*** Opening Listed records ***

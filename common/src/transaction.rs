//! Transaction records and their identifiers.

use chrono::{DateTime, Utc};
use rust_decimal::Decimal;
use serde::{Deserialize, Serialize};
use std::fmt;
use uuid::Uuid;

use crate::currency::SendCurrency;

/// Unique identifier for a transaction.
#[derive(Debug, Clone, Copy, PartialEq, Eq, Hash, Serialize, Deserialize)]
pub struct TransactionId(Uuid);

impl TransactionId {
    /// Create a new transaction ID.
    pub fn new() -> Self {
        Self(Uuid::new_v4())
    }

    /// Create from an existing UUID.
    pub fn from_uuid(uuid: Uuid) -> Self {
        Self(uuid)
    }

    /// Get the underlying UUID.
    pub fn as_uuid(&self) -> &Uuid {
        &self.0
    }
}

impl Default for TransactionId {
    fn default() -> Self {
        Self::new()
    }
}

impl fmt::Display for TransactionId {
    fn fmt(&self, f: &mut fmt::Formatter<'_>) -> fmt::Result {
        write!(f, "{}", self.0)
    }
}

/// Identifier of the user owning a ledger view.
///
/// The core never inspects auth state; it receives this opaque id from the
/// (out of scope) authentication component.
#[derive(Debug, Clone, PartialEq, Eq, Hash, Serialize, Deserialize)]
pub struct UserId(String);

impl UserId {
    /// Create a new user ID.
    pub fn new(id: impl Into<String>) -> Self {
        Self(id.into())
    }

    /// Get the ID as a string slice.
    pub fn as_str(&self) -> &str {
        &self.0
    }
}

impl fmt::Display for UserId {
    fn fmt(&self, f: &mut fmt::Formatter<'_>) -> fmt::Result {
        write!(f, "{}", self.0)
    }
}

impl From<&str> for UserId {
    fn from(s: &str) -> Self {
        Self::new(s)
    }
}

impl From<String> for UserId {
    fn from(s: String) -> Self {
        Self(s)
    }
}

/// Settlement status of a transaction.
///
/// Fixed at creation by this core; only seeded history arrives with varied
/// statuses. An external settlement process owns later transitions.
#[derive(Debug, Clone, Copy, PartialEq, Eq, Serialize, Deserialize)]
#[serde(rename_all = "lowercase")]
pub enum TransactionStatus {
    Pending,
    Completed,
    Failed,
}

impl fmt::Display for TransactionStatus {
    fn fmt(&self, f: &mut fmt::Formatter<'_>) -> fmt::Result {
        let s = match self {
            TransactionStatus::Pending => "pending",
            TransactionStatus::Completed => "completed",
            TransactionStatus::Failed => "failed",
        };
        write!(f, "{}", s)
    }
}

/// A single money-transfer record in the ledger.
///
/// Append-only: records are created once at submission time and never
/// deleted. The exchange rate is frozen into the record at computation
/// time.
#[derive(Debug, Clone, PartialEq, Serialize, Deserialize)]
pub struct Transaction {
    /// Unique record ID.
    pub id: TransactionId,
    /// Owning user.
    pub user_id: UserId,
    /// Source amount in USD.
    pub amount_usd: Decimal,
    /// Destination currency.
    pub currency: SendCurrency,
    /// Fee charged, in USD.
    pub fee_usd: Decimal,
    /// Snapshot rate used for the conversion.
    pub exchange_rate: Decimal,
    /// Amount delivered, in the destination currency.
    pub recipient_amount: Decimal,
    /// Free-text recipient identifier.
    pub recipient: String,
    /// Settlement status.
    pub status: TransactionStatus,
    /// Creation timestamp. Immutable.
    pub created_at: DateTime<Utc>,
}

/// Input for appending a transaction: everything the caller supplies.
///
/// The ledger assigns the id and timestamp on append.
#[derive(Debug, Clone, PartialEq, Serialize, Deserialize)]
pub struct NewTransaction {
    /// Owning user.
    pub user_id: UserId,
    /// Source amount in USD.
    pub amount_usd: Decimal,
    /// Destination currency.
    pub currency: SendCurrency,
    /// Fee charged, in USD.
    pub fee_usd: Decimal,
    /// Snapshot rate used for the conversion.
    pub exchange_rate: Decimal,
    /// Amount delivered, in the destination currency.
    pub recipient_amount: Decimal,
    /// Free-text recipient identifier.
    pub recipient: String,
    /// Settlement status.
    pub status: TransactionStatus,
}

impl NewTransaction {
    /// Materialize the full record with a fresh id and the current time.
    pub fn into_transaction(self) -> Transaction {
        Transaction {
            id: TransactionId::new(),
            user_id: self.user_id,
            amount_usd: self.amount_usd,
            currency: self.currency,
            fee_usd: self.fee_usd,
            exchange_rate: self.exchange_rate,
            recipient_amount: self.recipient_amount,
            recipient: self.recipient,
            status: self.status,
            created_at: Utc::now(),
        }
    }
}

#[cfg(test)]
mod tests {
    use super::*;
    use rust_decimal_macros::dec;

    fn sample_new() -> NewTransaction {
        NewTransaction {
            user_id: UserId::new("user-1"),
            amount_usd: dec!(500),
            currency: SendCurrency::Gbp,
            fee_usd: dec!(50),
            exchange_rate: dec!(0.74),
            recipient_amount: dec!(608.11),
            recipient: "John Smith - University of Oxford".to_string(),
            status: TransactionStatus::Pending,
        }
    }

    #[test]
    fn test_into_transaction_preserves_fields() {
        let new = sample_new();
        let tx = new.clone().into_transaction();

        assert_eq!(tx.user_id, new.user_id);
        assert_eq!(tx.amount_usd, new.amount_usd);
        assert_eq!(tx.currency, new.currency);
        assert_eq!(tx.fee_usd, new.fee_usd);
        assert_eq!(tx.exchange_rate, new.exchange_rate);
        assert_eq!(tx.recipient_amount, new.recipient_amount);
        assert_eq!(tx.recipient, new.recipient);
        assert_eq!(tx.status, new.status);
    }

    #[test]
    fn test_fresh_ids_are_unique() {
        let a = sample_new().into_transaction();
        let b = sample_new().into_transaction();

        assert_ne!(a.id, b.id);
    }

    #[test]
    fn test_status_serde_lowercase() {
        let json = serde_json::to_string(&TransactionStatus::Completed).unwrap();
        assert_eq!(json, "\"completed\"");

        let back: TransactionStatus = serde_json::from_str("\"failed\"").unwrap();
        assert_eq!(back, TransactionStatus::Failed);
    }
}
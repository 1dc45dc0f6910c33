//! Remit FX
//!
//! Exchange-rate pipeline for the remit core: a persisted rate cache with
//! a bounded staleness window, a rate source abstraction with an HTTP
//! implementation, an infallible rate service that degrades from cache to
//! hardcoded defaults, and the pure transfer pricing function.
//!
//! # Example
//!
//! ```rust,ignore
//! use remit_fx::{HttpRateSource, RateService, pricing};
//! use remit_common::{MemoryStore, SendCurrency};
//! use std::sync::Arc;
//!
//! let source = Arc::new(HttpRateSource::new(remit_fx::DEFAULT_RATES_ENDPOINT)?);
//! let service = RateService::new(source, Arc::new(MemoryStore::new()));
//!
//! // Never fails; falls back to cached or hardcoded rates.
//! let rates = service.get_rates().await;
//! let quote = pricing::price("500".parse()?, SendCurrency::Gbp, &rates);
//! ```

pub mod cache;
pub mod error;
pub mod pricing;
pub mod provider;
pub mod rates;

pub use cache::{RateCache, RateCacheConfig, FX_RATES_CACHE_KEY};
pub use error::FetchError;
pub use pricing::{price, Quote};
pub use provider::{HttpRateSource, PartialRates, RateSource, DEFAULT_RATES_ENDPOINT};
pub use rates::RateService;
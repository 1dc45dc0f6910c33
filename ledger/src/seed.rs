//! Mock transaction history seeded for first-time users.
//!
//! The demo has no settlement backend, so a user's first ledger read is
//! populated with this fixed set of 16 transfers. Amounts, fees, rates,
//! recipients, statuses, and timestamps are pre-defined; only the record
//! ids are freshly generated so they stay unique across users.

use chrono::{DateTime, TimeZone, Utc};
use remit_common::{
    NewTransaction, SendCurrency, Transaction, TransactionId, TransactionStatus, UserId,
};
use rust_decimal::Decimal;
use rust_decimal_macros::dec;

use TransactionStatus::{Completed, Failed, Pending};

/// Build the mock history for `user_id`.
///
/// Deterministic in everything but the generated ids: the same 16
/// records, in the same order, every time.
pub fn mock_transactions(user_id: &UserId) -> Vec<Transaction> {
    let rows: [(Decimal, SendCurrency, Decimal, Decimal, &str, TransactionStatus, (u32, u32, u32, u32)); 16] = [
        (dec!(500), SendCurrency::Gbp, dec!(50), dec!(608.11), "John Smith - University of Oxford", Completed, (12, 15, 10, 30)),
        (dec!(300), SendCurrency::Zar, dec!(60), dec!(13.52), "Mary Johnson - University of Cape Town", Completed, (12, 14, 15, 45)),
        (dec!(750), SendCurrency::Gbp, dec!(75), dec!(912.16), "David Wilson - Imperial College London", Pending, (12, 13, 9, 15)),
        (dec!(200), SendCurrency::Zar, dec!(40), dec!(9.01), "Sarah Brown - Stellenbosch University", Completed, (12, 12, 14, 20)),
        (dec!(1000), SendCurrency::Gbp, dec!(100), dec!(1216.22), "Michael Davis - Cambridge University", Completed, (12, 11, 11, 0)),
        (dec!(450), SendCurrency::Zar, dec!(90), dec!(20.28), "Lisa Garcia - University of Witwatersrand", Failed, (12, 10, 16, 30)),
        (dec!(600), SendCurrency::Gbp, dec!(60), dec!(729.73), "James Miller - London School of Economics", Completed, (12, 9, 8, 45)),
        (dec!(350), SendCurrency::Zar, dec!(70), dec!(15.77), "Amanda White - Rhodes University", Completed, (12, 8, 13, 15)),
        (dec!(800), SendCurrency::Gbp, dec!(80), dec!(972.97), "Robert Taylor - University of Edinburgh", Completed, (12, 7, 10, 0)),
        (dec!(250), SendCurrency::Zar, dec!(50), dec!(11.27), "Jennifer Lee - University of the Western Cape", Pending, (12, 6, 15, 30)),
        (dec!(900), SendCurrency::Gbp, dec!(90), dec!(1094.59), "Kevin Anderson - King's College London", Completed, (12, 5, 9, 20)),
        (dec!(400), SendCurrency::Zar, dec!(80), dec!(18.03), "Michelle Thompson - University of Pretoria", Completed, (12, 4, 14, 45)),
        (dec!(650), SendCurrency::Gbp, dec!(65), dec!(790.54), "Daniel Martinez - University of Manchester", Failed, (12, 3, 11, 10)),
        (dec!(550), SendCurrency::Zar, dec!(110), dec!(24.79), "Patricia Rodriguez - University of Johannesburg", Completed, (12, 2, 16, 0)),
        (dec!(720), SendCurrency::Gbp, dec!(72), dec!(875.68), "Christopher Clark - University of Warwick", Completed, (12, 1, 12, 30)),
        (dec!(380), SendCurrency::Zar, dec!(76), dec!(17.13), "Laura Lewis - University of Cape Town", Pending, (11, 30, 10, 15)),
    ];

    rows.into_iter()
        .map(
            |(amount_usd, currency, fee_usd, recipient_amount, recipient, status, stamp)| {
                Transaction {
                    id: TransactionId::new(),
                    user_id: user_id.clone(),
                    amount_usd,
                    currency,
                    fee_usd,
                    exchange_rate: seed_rate(currency),
                    recipient_amount,
                    recipient: recipient.to_string(),
                    status,
                    created_at: seed_timestamp(stamp),
                }
            },
        )
        .collect()
}

/// The snapshot rates the mock history was priced at.
fn seed_rate(currency: SendCurrency) -> Decimal {
    match currency {
        SendCurrency::Gbp => dec!(0.74),
        SendCurrency::Zar => dec!(17.75),
    }
}

fn seed_timestamp((month, day, hour, minute): (u32, u32, u32, u32)) -> DateTime<Utc> {
    // All seed rows carry a known-valid 2024 date.
    Utc.with_ymd_and_hms(2024, month, day, hour, minute, 0)
        .single()
        .expect("valid seed timestamp")
}

/// Helper used by tests and the demo to build a submission from scratch.
pub fn submission(
    user_id: &UserId,
    amount_usd: Decimal,
    currency: SendCurrency,
    fee_usd: Decimal,
    exchange_rate: Decimal,
    recipient_amount: Decimal,
    recipient: impl Into<String>,
) -> NewTransaction {
    NewTransaction {
        user_id: user_id.clone(),
        amount_usd,
        currency,
        fee_usd,
        exchange_rate,
        recipient_amount,
        recipient: recipient.into(),
        status: TransactionStatus::Pending,
    }
}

*** Closing Listed records ***

Task item: Among the lines above, some may include the string "ledger"; state how many, and nothing more.

Result of this task: 5